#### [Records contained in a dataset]
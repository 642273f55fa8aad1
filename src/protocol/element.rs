//! Semantic element types and the pattern guessers recognising them.

use regex::RegexSet;
use serde::{Deserialize, Serialize};
use std::fmt;
use std::path::Path;

use crate::error::EngineResult;
use crate::watcher::filter::{compile_set, path_key};

/// Semantic classification of a file in the watched tree.
#[derive(Debug, Clone, Copy, PartialEq, Eq, Hash, PartialOrd, Ord, Serialize, Deserialize)]
#[serde(rename_all = "snake_case")]
pub enum ElementType {
    /// Image acquired by the microscope itself.
    MicroscopePicture,
    /// Photograph taken with an optical camera or stereo microscope.
    OpticalImage,
    /// Any document the operator drops next to the pictures.
    Attachment,
    /// Protocol customisation manifest.
    YamlManifest,
    Video,
    /// Overview image from the chamber navigation camera.
    NavigationPicture,
    /// Sidecar file carrying the metadata of a paired picture.
    HeaderFile,
}

impl ElementType {
    pub const ALL: [ElementType; 7] = [
        ElementType::MicroscopePicture,
        ElementType::OpticalImage,
        ElementType::Attachment,
        ElementType::YamlManifest,
        ElementType::Video,
        ElementType::NavigationPicture,
        ElementType::HeaderFile,
    ];

    pub fn as_str(&self) -> &'static str {
        match self {
            ElementType::MicroscopePicture => "microscope_picture",
            ElementType::OpticalImage => "optical_image",
            ElementType::Attachment => "attachment",
            ElementType::YamlManifest => "yaml_manifest",
            ElementType::Video => "video",
            ElementType::NavigationPicture => "navigation_picture",
            ElementType::HeaderFile => "header_file",
        }
    }

    /// Whether the file content must be a decodable image.
    pub fn is_image(&self) -> bool {
        matches!(
            self,
            ElementType::MicroscopePicture
                | ElementType::OpticalImage
                | ElementType::NavigationPicture
        )
    }
}

impl fmt::Display for ElementType {
    fn fmt(&self, f: &mut fmt::Formatter<'_>) -> fmt::Result {
        f.write_str(self.as_str())
    }
}

/// Include/exclude pattern pair recognising one element type.
///
/// `matches(path)` is `included AND NOT excluded`.
#[derive(Debug, Clone)]
pub struct TypeGuesser {
    include_patterns: Vec<String>,
    include: RegexSet,
    exclude: Option<RegexSet>,
}

impl TypeGuesser {
    pub fn new<S: AsRef<str>>(include: &[S], exclude: &[S], case_sensitive: bool) -> EngineResult<Self> {
        let exclude = if exclude.is_empty() {
            None
        } else {
            Some(compile_set(exclude, case_sensitive)?)
        };

        Ok(Self {
            include_patterns: include.iter().map(|p| p.as_ref().to_string()).collect(),
            include: compile_set(include, case_sensitive)?,
            exclude,
        })
    }

    /// Guesser without exclusions, case insensitive.
    pub fn including<S: AsRef<str>>(include: &[S]) -> EngineResult<Self> {
        Self::new(include, &[], false)
    }

    pub fn matches(&self, path: &Path) -> bool {
        let key = path_key(path);
        self.include.is_match(&key) && !self.exclude.as_ref().is_some_and(|set| set.is_match(&key))
    }

    /// The raw include patterns, used to build the classification filter.
    pub fn include_patterns(&self) -> &[String] {
        &self.include_patterns
    }
}
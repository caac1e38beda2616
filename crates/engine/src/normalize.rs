//! Account sign normalization.

use models::{Account, Transaction};
use serde_json::Value;

use crate::error::Result;
use crate::matcher;

/// Flip the amount sign of every transaction on a credit-type account.
///
/// Credit card statements report charges as positive amounts; flipping
/// them makes spending negative across all accounts. Must run exactly
/// once per pipeline run — a second pass would flip the matched
/// amounts back.
pub fn normalize_account_signs(txns: &mut [Transaction], accounts: &[Account]) -> Result<()> {
    for account in accounts {
        if !account.kind.eq_ignore_ascii_case("credit") {
            continue;
        }
        for txn in txns.iter_mut() {
            let text = matcher::field_text(txn, "account");
            if !matcher::search(&text, &account.name)? {
                continue;
            }
            if let Some(amount) = txn.get("amount").and_then(Value::as_f64) {
                txn.insert("amount".to_string(), Value::from(-amount));
            }
        }
    }
    Ok(())
}

#[cfg(test)]
mod tests {
    use super::*;
    use serde_json::json;

    fn txns(v: Value) -> Vec<Transaction> {
        v.as_array()
            .unwrap()
            .iter()
            .map(|t| t.as_object().unwrap().clone())
            .collect()
    }

    fn accounts(v: Value) -> Vec<Account> {
        serde_json::from_value(v).unwrap()
    }

    fn amount(t: &Transaction) -> f64 {
        t.get("amount").and_then(Value::as_f64).unwrap()
    }

    #[test]
    fn test_credit_account_flips_sign() {
        let mut ts = txns(json!([
            {"account": "Visa", "amount": 20.0},
            {"account": "Visa", "amount": -4.5}
        ]));
        let accs = accounts(json!([{"name": "Visa", "type": "credit"}]));
        normalize_account_signs(&mut ts, &accs).unwrap();
        assert_eq!(amount(&ts[0]), -20.0);
        assert_eq!(amount(&ts[1]), 4.5);
    }

    #[test]
    fn test_account_pattern_is_substring_and_case_insensitive() {
        let mut ts = txns(json!([{"account": "Chase VISA Card", "amount": 10.0}]));
        let accs = accounts(json!([{"name": "visa", "type": "Credit"}]));
        normalize_account_signs(&mut ts, &accs).unwrap();
        assert_eq!(amount(&ts[0]), -10.0);
    }

    #[test]
    fn test_non_credit_accounts_untouched() {
        let mut ts = txns(json!([{"account": "Checking", "amount": 100.0}]));
        let accs = accounts(json!([{"name": "Checking", "type": "depository"}]));
        normalize_account_signs(&mut ts, &accs).unwrap();
        assert_eq!(amount(&ts[0]), 100.0);
    }

    #[test]
    fn test_unmatched_account_untouched() {
        let mut ts = txns(json!([
            {"account": "Checking", "amount": 9.0},
            {"amount": 7.0}
        ]));
        let accs = accounts(json!([{"name": "Visa", "type": "credit"}]));
        normalize_account_signs(&mut ts, &accs).unwrap();
        assert_eq!(amount(&ts[0]), 9.0);
        assert_eq!(amount(&ts[1]), 7.0);
    }

    #[test]
    fn test_running_twice_double_flips() {
        // Caller discipline: normalization is not idempotent.
        let mut ts = txns(json!([{"account": "Visa", "amount": 20.0}]));
        let accs = accounts(json!([{"name": "Visa", "type": "credit"}]));
        normalize_account_signs(&mut ts, &accs).unwrap();
        normalize_account_signs(&mut ts, &accs).unwrap();
        assert_eq!(amount(&ts[0]), 20.0);
    }
}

#### [Problem to solve]
Pull every line containing "YamlManifest" out of the data above.

#### [Reply]
    YamlManifest,
        ElementType::YamlManifest,
            ElementType::YamlManifest => "yaml_manifest",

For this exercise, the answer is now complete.